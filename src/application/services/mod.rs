//! Business logic services for the application layer.

pub mod link_service;

pub use link_service::LinkService;
use axum::body::{to_bytes, Body};
use axum::http::{Request, StatusCode};
use axum::Router;
use shopper_api::rest::{HealthResponse, ProductsResponse};
use shopper_api::ui::NOT_FOUND_MESSAGE;
use shopper_api::ApiServer;
use shopper_core::types::SimilarityTable;
use shopper_core::AppConfig;
use shopper_personalization::{RecommendationEngine, RecommendationResponse};
use std::sync::Arc;
use tower::ServiceExt;

fn table() -> SimilarityTable {
    let products = vec![
        "CAKE STAND".to_string(),
        "JAM JAR".into(),
        "T-LIGHT <HOLDER>".into(),
        "TEA CUP".into(),
    ];
    #[rustfmt::skip]
    let scores = vec![
        1.0, 0.2, 0.1, 0.8,
        0.2, 1.0, 0.0, 0.5,
        0.1, 0.0, 1.0, 0.3,
        0.8, 0.5, 0.3, 1.0,
    ];
    SimilarityTable::from_parts(products, scores).unwrap()
}

fn app_with(table: SimilarityTable) -> Router {
    let engine = Arc::new(RecommendationEngine::new(Arc::new(table)));
    ApiServer::new(AppConfig::default(), engine).router()
}

fn app() -> Router {
    app_with(table())
}

async fn get(app: Router, uri: &str) -> (StatusCode, String) {
    let response = app
        .oneshot(Request::builder().uri(uri).body(Body::empty()).unwrap())
        .await
        .unwrap();
    let status = response.status();
    let bytes = to_bytes(response.into_body(), usize::MAX).await.unwrap();
    (status, String::from_utf8(bytes.to_vec()).unwrap())
}

#[tokio::test]
async fn index_lists_every_product() {
    let (status, body) = get(app(), "/").await;
    assert_eq!(status, StatusCode::OK);
    assert!(body.contains("<select"));
    assert!(body.contains("Get Recommendations"));
    assert!(body.contains("<option value=\"CAKE STAND\">CAKE STAND</option>"));
    assert!(body.contains("T-LIGHT &lt;HOLDER&gt;"));
    assert!(!body.contains("<HOLDER>"));
}

#[tokio::test]
async fn known_product_renders_numbered_list() {
    let (status, body) = get(app(), "/recommendations?product=CAKE%20STAND&n=2").await;
    assert_eq!(status, StatusCode::OK);
    assert!(body.contains("Top 2 Recommended Products:"));
    assert!(body.contains("<ol>\n<li>TEA CUP</li>\n<li>JAM JAR</li>\n</ol>"));
    assert!(!body.contains(NOT_FOUND_MESSAGE));
}

#[tokio::test]
async fn blank_count_falls_back_to_default() {
    let (status, body) = get(app(), "/recommendations?product=CAKE%20STAND&n=").await;
    assert_eq!(status, StatusCode::OK);
    assert!(body.contains("Top 3 Recommended Products:"));
    assert!(body.contains("<li>TEA CUP</li>"));

    let (status, body) = get(app(), "/v1/recommendations?product=TEA%20CUP&n=").await;
    assert_eq!(status, StatusCode::OK);
    let response: RecommendationResponse = serde_json::from_str(&body).unwrap();
    assert_eq!(response.recommendations.len(), 3);

    let (status, _) = get(app(), "/v1/recommendations?product=TEA%20CUP&n=many").await;
    assert_eq!(status, StatusCode::OK);
}

#[tokio::test]
async fn unknown_product_renders_warning() {
    let (status, body) = get(app(), "/recommendations?product=GARDEN%20GNOME").await;
    assert_eq!(status, StatusCode::OK);
    assert!(body.contains(NOT_FOUND_MESSAGE));
    assert!(!body.contains("<ol>"));
}

#[tokio::test]
async fn single_product_catalog_has_insufficient_data() {
    let only = SimilarityTable::from_parts(vec!["TEA CUP".to_string()], vec![1.0]).unwrap();
    let (_, body) = get(app_with(only), "/recommendations?product=TEA%20CUP").await;
    assert!(body.contains(NOT_FOUND_MESSAGE));
}

#[tokio::test]
async fn json_recommendations_default_to_five() {
    let (status, body) = get(app(), "/v1/recommendations?product=TEA%20CUP").await;
    assert_eq!(status, StatusCode::OK);
    let response: RecommendationResponse = serde_json::from_str(&body).unwrap();
    assert!(response.found);
    let names: Vec<_> = response.recommendations.iter().map(|r| r.product.as_str()).collect();
    assert_eq!(names, vec!["CAKE STAND", "JAM JAR", "T-LIGHT <HOLDER>"]);
    assert_eq!(response.recommendations[0].rank, 1);
    assert_eq!(response.recommendations[0].score, 0.8);
}

#[tokio::test]
async fn json_unknown_product_is_not_an_error() {
    let (status, body) = get(app(), "/v1/recommendations?product=NOPE&n=3").await;
    assert_eq!(status, StatusCode::OK);
    let response: RecommendationResponse = serde_json::from_str(&body).unwrap();
    assert!(!response.found);
    assert!(response.recommendations.is_empty());
}

#[tokio::test]
async fn count_is_capped_at_configured_maximum() {
    let products: Vec<String> = (0..80).map(|i| format!("ITEM {i:03}")).collect();
    let mut scores = vec![0.5; 80 * 80];
    for i in 0..80 {
        scores[i * 80 + i] = 1.0;
    }
    let big = SimilarityTable::from_parts(products, scores).unwrap();
    let (_, body) = get(app_with(big), "/v1/recommendations?product=ITEM%20000&n=500").await;
    let response: RecommendationResponse = serde_json::from_str(&body).unwrap();
    assert_eq!(response.recommendations.len(), AppConfig::default().recommend.max_count);
}

#[tokio::test]
async fn products_endpoint_lists_catalog() {
    let (status, body) = get(app(), "/v1/products").await;
    assert_eq!(status, StatusCode::OK);
    let response: ProductsResponse = serde_json::from_str(&body).unwrap();
    assert_eq!(response.count, 4);
    assert_eq!(response.products[0], "CAKE STAND");
}

#[tokio::test]
async fn operational_endpoints() {
    let (status, body) = get(app(), "/health").await;
    assert_eq!(status, StatusCode::OK);
    let health: HealthResponse = serde_json::from_str(&body).unwrap();
    assert_eq!(health.status, "healthy");
    assert_eq!(health.products, 4);

    assert_eq!(get(app(), "/live").await.0, StatusCode::OK);
    assert_eq!(get(app(), "/ready").await.0, StatusCode::OK);
    assert_eq!(
        get(app_with(SimilarityTable::empty()), "/ready").await.0,
        StatusCode::SERVICE_UNAVAILABLE
    );
}

#[test]
fn missing_similarity_table_refuses_to_start() {
    let dir = tempfile::tempdir().unwrap();
    let mut config = AppConfig::default();
    config.data.similarity_path = dir.path().join("absent.bin").display().to_string();
    let err = ApiServer::from_config(config).err().unwrap();
    assert!(err.to_string().contains("similarity table"));
}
==========
**Exercise directions**. Taking the entries above, please repeat each one exactly.

**Answer to this exercise**.
filename src/application/services/mod.rs
//! Business logic services for the application layer.

pub mod link_service;

pub use link_service::LinkService;
use axum::body::{to_bytes, Body};
use axum::http::{Request, StatusCode};
use axum::Router;
use shopper_api::rest::{HealthResponse, ProductsResponse};
use shopper_api::ui::NOT_FOUND_MESSAGE;
use shopper_api::ApiServer;
use shopper_core::types::SimilarityTable;
use shopper_core::AppConfig;
use shopper_personalization::{RecommendationEngine, RecommendationResponse};
use std::sync::Arc;
use tower::ServiceExt;

fn table() -> SimilarityTable {
    let products = vec![
        "CAKE STAND".to_string(),
        "JAM JAR".into(),
        "T-LIGHT <HOLDER>".into(),
        "TEA CUP".into(),
    ];
    #[rustfmt::skip]
    let scores = vec![
        1.0, 0.2, 0.1, 0.8,
        0.2, 1.0, 0.0, 0.5,
        0.1, 0.0, 1.0, 0.3,
        0.8, 0.5, 0.3, 1.0,
    ];
    SimilarityTable::from_parts(products, scores).unwrap()
}

fn app_with(table: SimilarityTable) -> Router {
    let engine = Arc::new(RecommendationEngine::new(Arc::new(table)));
    ApiServer::new(AppConfig::default(), engine).router()
}

fn app() -> Router {
    app_with(table())
}

async fn get(app: Router, uri: &str) -> (StatusCode, String) {
    let response = app
        .oneshot(Request::builder().uri(uri).body(Body::empty()).unwrap())
        .await
        .unwrap();
    let status = response.status();
    let bytes = to_bytes(response.into_body(), usize::MAX).await.unwrap();
    (status, String::from_utf8(bytes.to_vec()).unwrap())
}

#[tokio::test]
async fn index_lists_every_product() {
    let (status, body) = get(app(), "/").await;
    assert_eq!(status, StatusCode::OK);
    assert!(body.contains("<select"));
    assert!(body.contains("Get Recommendations"));
    assert!(body.contains("<option value=\"CAKE STAND\">CAKE STAND</option>"));
    assert!(body.contains("T-LIGHT &lt;HOLDER&gt;"));
    assert!(!body.contains("<HOLDER>"));
}

#[tokio::test]
async fn known_product_renders_numbered_list() {
    let (status, body) = get(app(), "/recommendations?product=CAKE%20STAND&n=2").await;
    assert_eq!(status, StatusCode::OK);
    assert!(body.contains("Top 2 Recommended Products:"));
    assert!(body.contains("<ol>\n<li>TEA CUP</li>\n<li>JAM JAR</li>\n</ol>"));
    assert!(!body.contains(NOT_FOUND_MESSAGE));
}

#[tokio::test]
async fn blank_count_falls_back_to_default() {
    let (status, body) = get(app(), "/recommendations?product=CAKE%20STAND&n=").await;
    assert_eq!(status, StatusCode::OK);
    assert!(body.contains("Top 3 Recommended Products:"));
    assert!(body.contains("<li>TEA CUP</li>"));

    let (status, body) = get(app(), "/v1/recommendations?product=TEA%20CUP&n=").await;
    assert_eq!(status, StatusCode::OK);
    let response: RecommendationResponse = serde_json::from_str(&body).unwrap();
    assert_eq!(response.recommendations.len(), 3);

    let (status, _) = get(app(), "/v1/recommendations?product=TEA%20CUP&n=many").await;
    assert_eq!(status, StatusCode::OK);
}

#[tokio::test]
async fn unknown_product_renders_warning() {
    let (status, body) = get(app(), "/recommendations?product=GARDEN%20GNOME").await;
    assert_eq!(status, StatusCode::OK);
    assert!(body.contains(NOT_FOUND_MESSAGE));
    assert!(!body.contains("<ol>"));
}

#[tokio::test]
async fn single_product_catalog_has_insufficient_data() {
    let only = SimilarityTable::from_parts(vec!["TEA CUP".to_string()], vec![1.0]).unwrap();
    let (_, body) = get(app_with(only), "/recommendations?product=TEA%20CUP").await;
    assert!(body.contains(NOT_FOUND_MESSAGE));
}

#[tokio::test]
async fn json_recommendations_default_to_five() {
    let (status, body) = get(app(), "/v1/recommendations?product=TEA%20CUP").await;
    assert_eq!(status, StatusCode::OK);
    let response: RecommendationResponse = serde_json::from_str(&body).unwrap();
    assert!(response.found);
    let names: Vec<_> = response.recommendations.iter().map(|r| r.product.as_str()).collect();
    assert_eq!(names, vec!["CAKE STAND", "JAM JAR", "T-LIGHT <HOLDER>"]);
    assert_eq!(response.recommendations[0].rank, 1);
    assert_eq!(response.recommendations[0].score, 0.8);
}

#[tokio::test]
async fn json_unknown_product_is_not_an_error() {
    let (status, body) = get(app(), "/v1/recommendations?product=NOPE&n=3").await;
    assert_eq!(status, StatusCode::OK);
    let response: RecommendationResponse = serde_json::from_str(&body).unwrap();
    assert!(!response.found);
    assert!(response.recommendations.is_empty());
}

#[tokio::test]
async fn count_is_capped_at_configured_maximum() {
    let products: Vec<String> = (0..80).map(|i| format!("ITEM {i:03}")).collect();
    let mut scores = vec![0.5; 80 * 80];
    for i in 0..80 {
        scores[i * 80 + i] = 1.0;
    }
    let big = SimilarityTable::from_parts(products, scores).unwrap();
    let (_, body) = get(app_with(big), "/v1/recommendations?product=ITEM%20000&n=500").await;
    let response: RecommendationResponse = serde_json::from_str(&body).unwrap();
    assert_eq!(response.recommendations.len(), AppConfig::default().recommend.max_count);
}

#[tokio::test]
async fn products_endpoint_lists_catalog() {
    let (status, body) = get(app(), "/v1/products").await;
    assert_eq!(status, StatusCode::OK);
    let response: ProductsResponse = serde_json::from_str(&body).unwrap();
    assert_eq!(response.count, 4);
    assert_eq!(response.products[0], "CAKE STAND");
}

#[tokio::test]
async fn operational_endpoints() {
    let (status, body) = get(app(), "/health").await;
    assert_eq!(status, StatusCode::OK);
    let health: HealthResponse = serde_json::from_str(&body).unwrap();
    assert_eq!(health.status, "healthy");
    assert_eq!(health.products, 4);

    assert_eq!(get(app(), "/live").await.0, StatusCode::OK);
    assert_eq!(get(app(), "/ready").await.0, StatusCode::OK);
    assert_eq!(
        get(app_with(SimilarityTable::empty()), "/ready").await.0,
        StatusCode::SERVICE_UNAVAILABLE
    );
}

#[test]
fn missing_similarity_table_refuses_to_start() {
    let dir = tempfile::tempdir().unwrap();
    let mut config = AppConfig::default();
    config.data.similarity_path = dir.path().join("absent.bin").display().to_string();
    let err = ApiServer::from_config(config).err().unwrap();
    assert!(err.to_string().contains("similarity table"));
}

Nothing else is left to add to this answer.